Another day, another person fired because of social media.
Thursday’s example was Christine McMullen Lindgren, an Atlanta-based employee at Bank of America.
Lindgren posted recently that she hated Facebook because, “you f—-ing (n-words) and yes if (you) can call each other that well I can too f—-ing (n-word) go back to Africa get over your pity party you created this hatred and your own kind that brought your great great grandparents over here and sold them.”
It is unclear who Lindgren is specifically targeting in her rant.
“Do something with your lives and your children’s lives I’m sure you don’t work collect welfare and teach hatred your poor children all 5 of them you can’t afford because I pay for them,” continued Lindgren, who identified herself as a personal banker in her profile.
"I looked at her page and saw she had black friends. So this didn't sit well with my spirit," said Cheryl McCall Wiggins, one of the hundreds of people who commented on the post. "So are you saying that this is how you feel about your friends? Or are your friends the good black people and you were talking about the bad black people?"
The very Facebook that Lindgren loathed reacted in kind, blasting her for her comments and flooding Bank of America with calls, emails and social media posts.
“Christine McMullen Lindgren wrote a horrifically racist, anti-Black comment on Facebook and she proudly listed you, Bank of America, as her employer,” one person posted on Facebook. “Does she represent the racist values you strive for or the ones you’ve promised to abandon?”
“Does Christine McMullen Lindgren really work for you? If she is one of your employees, are you going to take action against her?” someone else wrote. “Failure to do so sends a very loud message to your current African-American customers. I’m sure possible new customers will have a second thought before opening an account with Bank of America if this is not addressed properly.”
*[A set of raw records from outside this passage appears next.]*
mod commands;

pub use commands::{Cli, Commands};
//! Client token store
//!
//! Keeps one record per (direction, topic) under the tokens directory:
//!
//! ```text
//! aead_type(1) [key cursor(2, BE)] timestamp(6) secret(6) * remaining
//! ```
//!
//! The key and cursor are present only when the batch carries an AEAD key. Each fetch pops
//! the first secret and rewrites the record through a temporary file and a rename, so a
//! crash leaves either the old or the new record on disk.

use crate::error::{ClientError, Result};
use crate::issuer::IssuerClient;
use base64::engine::general_purpose::URL_SAFE;
use base64::Engine;
use mqttmtd::aead::{AeadKey, AeadType};
use mqttmtd::auth::{stamp_value, AccessType, Secret, Token, SECRET_LEN, STAMP_LEN};
use mqttmtd::wire::{IssuerRequest, IssuerResponse, MAX_TOPIC_LEN};
use parking_lot::Mutex;
use std::collections::HashMap;
use std::path::{Path, PathBuf};
use std::sync::Arc;
use tokio::io::AsyncWriteExt;
use tracing::{debug, info, warn};

/// What to ask the issuer for when a record has run out
#[derive(Debug, Clone, Copy, PartialEq, Eq)]
pub struct FetchRequest {
    pub access: AccessType,
    pub aead: AeadType,
    /// Tokens per batch, a multiple of 16 in [16, 496]
    pub batch_size: u16,
}

impl FetchRequest {
    pub fn new(access: AccessType, batch_size: u16) -> Self {
        Self {
            access,
            aead: AeadType::None,
            batch_size,
        }
    }

    pub fn aead(mut self, aead: AeadType) -> Self {
        self.aead = aead;
        self
    }
}

/// Payload key for the token it was returned with
#[derive(Debug, Clone, PartialEq, Eq)]
pub struct TokenKey {
    /// Position of the token in its batch, the nonce input for payloads sent with it
    pub index: u16,
    pub key: AeadKey,
}

#[derive(Debug, Clone, PartialEq, Eq)]
pub struct IssuedToken {
    pub token: Token,
    pub key: Option<TokenKey>,
}

#[derive(Debug, Clone, PartialEq, Eq)]
struct Record {
    key: Option<TokenKey>,
    stamp: [u8; STAMP_LEN],
    secrets: Vec<Secret>,
}

impl Record {
    fn from_response(response: IssuerResponse) -> Self {
        Self {
            key: response.key.map(|key| TokenKey { index: 0, key }),
            stamp: response.timestamp,
            secrets: response.secrets,
        }
    }

    fn encode(&self) -> Vec<u8> {
        let mut out = Vec::with_capacity(1 + 34 + STAMP_LEN + self.secrets.len() * SECRET_LEN);
        match &self.key {
            Some(k) => {
                out.push(k.key.kind.as_u8());
                out.extend_from_slice(k.key.as_bytes());
                out.extend_from_slice(&k.index.to_be_bytes());
            }
            None => out.push(AeadType::None.as_u8()),
        }
        out.extend_from_slice(&self.stamp);
        for secret in &self.secrets {
            out.extend_from_slice(secret.as_bytes());
        }
        out
    }

    fn decode(bytes: &[u8]) -> Result<Self> {
        let corrupt = |what: &str| ClientError::CorruptRecord(what.to_string());

        let (&kind, mut rest) = bytes.split_first().ok_or_else(|| corrupt("empty record"))?;
        let kind = AeadType::from_u8(kind).map_err(|_| corrupt("unknown AEAD type"))?;
        let key = if kind.is_enabled() {
            let len = kind.key_len();
            if rest.len() < len + 2 {
                return Err(corrupt("truncated key header"));
            }
            let key = AeadKey::new(kind, rest[..len].to_vec())?;
            let index = u16::from_be_bytes([rest[len], rest[len + 1]]);
            rest = &rest[len + 2..];
            Some(TokenKey { index, key })
        } else {
            None
        };

        if rest.len() < STAMP_LEN {
            return Err(corrupt("truncated timestamp"));
        }
        let (stamp, secrets) = rest.split_at(STAMP_LEN);
        if secrets.is_empty() || secrets.len() % SECRET_LEN != 0 {
            return Err(corrupt("secrets are not a whole number of tokens"));
        }

        let mut stamp_bytes = [0u8; STAMP_LEN];
        stamp_bytes.copy_from_slice(stamp);
        Ok(Self {
            key,
            stamp: stamp_bytes,
            secrets: secrets
                .chunks_exact(SECRET_LEN)
                .filter_map(Secret::from_slice)
                .collect(),
        })
    }
}

/// Hands out each issued token exactly once, in issuance order, across restarts
pub struct TokenStore {
    dir: PathBuf,
    issuer: Arc<dyn IssuerClient>,
    locks: Mutex<HashMap<PathBuf, Arc<tokio::sync::Mutex<()>>>>,
}

impl TokenStore {
    pub fn new(dir: impl Into<PathBuf>, issuer: Arc<dyn IssuerClient>) -> Result<Self> {
        let dir = dir.into();
        std::fs::create_dir_all(&dir).map_err(|e| ClientError::storage(&dir, e))?;
        Ok(Self {
            dir,
            issuer,
            locks: Mutex::new(HashMap::new()),
        })
    }

    pub fn dir(&self) -> &Path {
        &self.dir
    }

    /// Record file for a direction and topic
    pub fn record_path(&self, access: AccessType, topic: &str) -> PathBuf {
        self.dir
            .join(format!("{}{}", access.tag(), URL_SAFE.encode(topic.as_bytes())))
    }

    /// Next token for `topic`, issuing a new batch when none is stored
    pub async fn fetch(&self, topic: &str, request: &FetchRequest) -> Result<IssuedToken> {
        if topic.is_empty() {
            return Err(ClientError::InvalidRequest("empty topic".to_string()));
        }
        if topic.trim() != topic {
            return Err(ClientError::InvalidRequest(format!(
                "topic {topic:?} has surrounding whitespace"
            )));
        }
        if topic.len() > MAX_TOPIC_LEN {
            return Err(ClientError::InvalidRequest(format!(
                "topic of {} bytes is too long",
                topic.len()
            )));
        }
        let issue = IssuerRequest::new(request.access, request.aead, request.batch_size, topic)
            .map_err(|e| ClientError::InvalidRequest(e.to_string()))?;

        let path = self.record_path(request.access, topic);
        let lock = self.lock_for(&path);
        let _guard = lock.lock().await;

        if !exists(&path).await? {
            self.refill(&path, &issue).await?;
        }
        match self.pop(&path).await {
            Err(ClientError::CorruptRecord(reason)) => {
                warn!(path = %path.display(), reason, "Discarding corrupt token record");
                remove(&path).await?;
                self.refill(&path, &issue).await?;
                self.pop(&path).await
            }
            other => other,
        }
    }

    fn lock_for(&self, path: &Path) -> Arc<tokio::sync::Mutex<()>> {
        self.locks
            .lock()
            .entry(path.to_path_buf())
            .or_default()
            .clone()
    }

    async fn refill(&self, path: &Path, request: &IssuerRequest) -> Result<()> {
        let response = self.issuer.issue(request).await?;
        let record = Record::from_response(response);
        info!(
            topic = %String::from_utf8_lossy(&request.topic),
            access = %request.access,
            count = record.secrets.len(),
            "Stored new token batch"
        );
        if let Err(e) = write_durable(path, &record.encode()).await {
            let _ = tokio::fs::remove_file(path).await;
            return Err(e);
        }
        Ok(())
    }

    async fn pop(&self, path: &Path) -> Result<IssuedToken> {
        let bytes = tokio::fs::read(path)
            .await
            .map_err(|e| ClientError::storage(path, e))?;
        let record = Record::decode(&bytes)?;

        let Some((first, rest)) = record.secrets.split_first() else {
            return Err(ClientError::CorruptRecord("no secrets".to_string()));
        };
        let issued = IssuedToken {
            token: Token::new(stamp_value(&record.stamp), *first),
            key: record.key.clone(),
        };

        if rest.is_empty() {
            debug!(path = %path.display(), "Token record exhausted");
            remove(path).await?;
        } else {
            let next = Record {
                key: record.key.map(|k| TokenKey {
                    index: k.index.wrapping_add(1),
                    key: k.key,
                }),
                stamp: record.stamp,
                secrets: rest.to_vec(),
            };
            let staged = stage_record(path, &next.encode()).await?;
            commit(&staged, path).await?;
        }
        Ok(issued)
    }
}

/// Write the replacement record next to `path` without touching `path` itself
pub async fn stage_record(path: &Path, bytes: &[u8]) -> Result<PathBuf> {
    let mut tmp = path.as_os_str().to_owned();
    tmp.push(".tmp");
    let tmp = PathBuf::from(tmp);
    if let Err(e) = write_durable(&tmp, bytes).await {
        let _ = tokio::fs::remove_file(&tmp).await;
        return Err(e);
    }
    Ok(tmp)
}

/// Atomically replace `path` with a staged record
pub async fn commit(staged: &Path, path: &Path) -> Result<()> {
    tokio::fs::rename(staged, path)
        .await
        .map_err(|e| ClientError::storage(path, e))
}

async fn write_durable(path: &Path, bytes: &[u8]) -> Result<()> {
    let io = |e| ClientError::storage(path, e);
    let mut file = tokio::fs::File::create(path).await.map_err(io)?;
    file.write_all(bytes).await.map_err(io)?;
    file.sync_all().await.map_err(io)
}

async fn exists(path: &Path) -> Result<bool> {
    tokio::fs::try_exists(path)
        .await
        .map_err(|e| ClientError::storage(path, e))
}

async fn remove(path: &Path) -> Result<()> {
    match tokio::fs::remove_file(path).await {
        Ok(()) => Ok(()),
        Err(e) if e.kind() == std::io::ErrorKind::NotFound => Ok(()),
        Err(e) => Err(ClientError::storage(path, e)),
    }
}
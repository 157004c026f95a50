//! Verification service
//!
//! Looks a presented token up in the registry, consumes it and answers with the real topic
//! (and the batch key, if any). Each token verifies at most once.

use crate::auth::{now_nanos, Grant, Secret};
use crate::registry::{GrantId, SharedRegistry};
use crate::storage::SecretSource;
use crate::wire::{write_all_timeout, VerifiedKey, VerifierRequest, VerifierResponse, WireError};
use async_trait::async_trait;
use std::net::SocketAddr;
use std::sync::Arc;
use std::time::Duration;
use tokio::io::{AsyncRead, AsyncWrite};
use tokio::net::TcpListener;
use tracing::{debug, info, warn};

/// Anything that can answer verification requests
#[async_trait]
pub trait TokenVerifier: Send + Sync {
    async fn verify(&self, request: &VerifierRequest) -> Result<VerifierResponse, WireError>;
}

enum Advance {
    /// Next secret already installed
    Ready,
    /// Batch used up; grant removed
    Exhausted(Option<Grant>),
    /// Next secret must be read from disk before the grant is usable again
    Fetch {
        id: GrantId,
        index: u16,
        source: Arc<dyn SecretSource>,
    },
}

#[derive(Clone)]
pub struct VerificationService {
    registry: SharedRegistry,
}

impl VerificationService {
    pub fn new(registry: SharedRegistry) -> Self {
        Self { registry }
    }

    pub async fn verify_token(&self, request: &VerifierRequest) -> VerifierResponse {
        let (claimed, evicted) = {
            let mut registry = self.registry.lock();
            let lookup = registry.lookup_by_token(&request.token, now_nanos());
            let claimed = lookup.grant.and_then(|id| claim(&mut registry, id, request));
            (claimed, lookup.evicted)
        };
        for grant in evicted {
            debug!(issued_at = grant.issued_at, "Evicted expired grant");
            grant.secrets.discard();
        }

        let Some((advance, topic, key)) = claimed else {
            debug!(token = %request.token.to_base64(), access = %request.access, "Verification failed");
            return VerifierResponse::Fail;
        };

        let reload_needed = match advance {
            Advance::Ready => false,
            Advance::Exhausted(removed) => {
                if let Some(grant) = removed {
                    grant.secrets.discard();
                }
                true
            }
            Advance::Fetch { id, index, source } => self.install_next(id, index, source).await,
        };

        debug!(
            topic = %String::from_utf8_lossy(&topic),
            access = %request.access,
            reload_needed,
            "Token verified"
        );
        VerifierResponse::Success {
            reload_needed,
            key,
            topic,
        }
    }

    /// Read the next secret outside the lock and put it in place. Returns whether the grant
    /// had to be dropped instead.
    async fn install_next(&self, id: GrantId, index: u16, source: Arc<dyn SecretSource>) -> bool {
        let reader = source.clone();
        let next: Option<Secret> = match tokio::task::spawn_blocking(move || reader.secret_at(index)).await {
            Ok(Ok(secret)) => Some(secret),
            Ok(Err(e)) => {
                warn!(error = %e, "Failed to read next secret; dropping grant");
                None
            }
            Err(e) => {
                warn!(error = %e, "Secret read task failed; dropping grant");
                None
            }
        };

        let removed = {
            let mut registry = self.registry.lock();
            match next {
                Some(secret) => {
                    if let Some(grant) = registry.get_mut(id) {
                        if grant.cursor == index {
                            grant.current_secret = Some(secret);
                        }
                    }
                    None
                }
                None => registry.remove(id),
            }
        };
        match removed {
            Some(grant) => {
                grant.secrets.discard();
                true
            }
            None => next.is_none(),
        }
    }

    /// Answer verification requests on one connection until the peer closes it
    pub async fn handle_connection<S>(
        &self,
        stream: &mut S,
        peer: SocketAddr,
        timeout: Duration,
    ) -> Result<(), WireError>
    where
        S: AsyncRead + AsyncWrite + Unpin,
    {
        loop {
            let request = match VerifierRequest::read_from(stream, timeout).await {
                Ok(r) => r,
                Err(e) if e.is_closed() => return Ok(()),
                Err(e) => return Err(e),
            };
            let response = self.verify_token(&request).await;
            debug!(peer = %peer, code = ?response.code(), "Verifier response");
            write_all_timeout(stream, &response.encode()?, timeout).await?;
        }
    }
}

/// Consume the current token of grant `id` under the lock
fn claim(
    registry: &mut crate::registry::TokenRegistry,
    id: GrantId,
    request: &VerifierRequest,
) -> Option<(Advance, Vec<u8>, Option<VerifiedKey>)> {
    let grant = registry.get_mut(id)?;
    if grant.access != request.access {
        return None;
    }

    let index = grant.cursor;
    let topic = grant.topic.clone();
    let key = grant.aead.clone().map(|key| VerifiedKey { index, key });

    if index + 1 >= grant.token_count {
        return Some((Advance::Exhausted(registry.remove(id)), topic, key));
    }

    grant.cursor = index + 1;
    let next = grant.cursor;
    if grant.secrets.is_resident() {
        match grant.secrets.secret_at(next) {
            Ok(secret) => {
                grant.current_secret = Some(secret);
                Some((Advance::Ready, topic, key))
            }
            Err(_) => Some((Advance::Exhausted(registry.remove(id)), topic, key)),
        }
    } else {
        grant.current_secret = None;
        let source = grant.secrets.clone();
        Some((
            Advance::Fetch {
                id,
                index: next,
                source,
            },
            topic,
            key,
        ))
    }
}

#[async_trait]
impl TokenVerifier for VerificationService {
    async fn verify(&self, request: &VerifierRequest) -> Result<VerifierResponse, WireError> {
        Ok(self.verify_token(request).await)
    }
}

/// Accept loop for the local plain-TCP verifier listener
pub async fn run_verifier(
    listener: TcpListener,
    service: VerificationService,
    timeout: Duration,
) -> anyhow::Result<()> {
    info!(addr = %listener.local_addr()?, "Verifier listening");
    loop {
        let (mut stream, peer) = match listener.accept().await {
            Ok(conn) => conn,
            Err(e) => {
                warn!(error = %e, "Failed to accept verifier connection");
                continue;
            }
        };
        let service = service.clone();
        tokio::spawn(async move {
            if let Err(e) = service.handle_connection(&mut stream, peer, timeout).await {
                warn!(peer = %peer, error = %e, "Verifier session error");
            }
        });
    }
}
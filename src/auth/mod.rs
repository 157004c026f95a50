//! Authentication and authorization
//!
//! - Tokens: 12-byte single-use credentials (48-bit timestamp + 48-bit secret)
//! - Grants: one client, one topic, one direction, one batch of tokens
//! - ACL: static client → topic → direction mask map
//! - Identity: client name from the mTLS peer certificate

mod acl;
mod grants;
mod identity;
mod tokens;

pub use acl::{AccessControlList, AclError};
pub use grants::{AccessMask, AccessType, Grant};
pub use identity::{identity_from_chain, identity_from_der, IdentityError, IDENTITY_DOMAIN_SUFFIX};
pub use tokens::{
    now_nanos, stamp_of, stamp_value, IssueClock, Secret, Timestamp, Token, TokenError,
    BATCH_GRANULARITY, MAX_BATCH_MULTIPLIER, SECRET_LEN, STAMP_LEN, TOKEN_LEN,
};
“I hope this company’s values do not align with Christine’s,” wrote another woman, offering to send the bank screenshots. “Let this be a lesson to those who choose to be nasty on the Internet and believe their actions have no repercussion. Please, let me and others who have reported her know that this situation will be taken care of. Thank you.”
By 1 p.m. Thursday, Bank of America had let them know.
Andy Aldridge, a senior vice president and communications manager for the bank, confirmed that Lindgren had worked at the bank and that the comments were “reprehensible and unacceptable.”
“We have investigated the matter and terminated her,” Aldridge said. “She no longer works for Bank of America.”
Aldridge would not say what Lindgren or what specific branch she worked at, other than in "Metro Atlanta."
Aldridge said the bank even took the unprecedented step of announcing and confirming Lindgren’s firing on their Twitter account and, yes, Facebook page.
Nicole Huckaby posted several comments about Lindgren's rant on her Facebook page, as well as screenshots of her telephone calls to Bank of America. She said the bank’s comment on Lindgren’s termination didn’t go far enough.
“They owe black people an apology,” Huckaby said. “The bank didn’t write the post, but at the end of the day, she represented the bank.”
Huckaby doesn’t personally bank at Bank of America, but she said her daughter closed her account Thursday morning in protest.
Aldridge said the company is also reaching out to individual customers who have contacted the bank.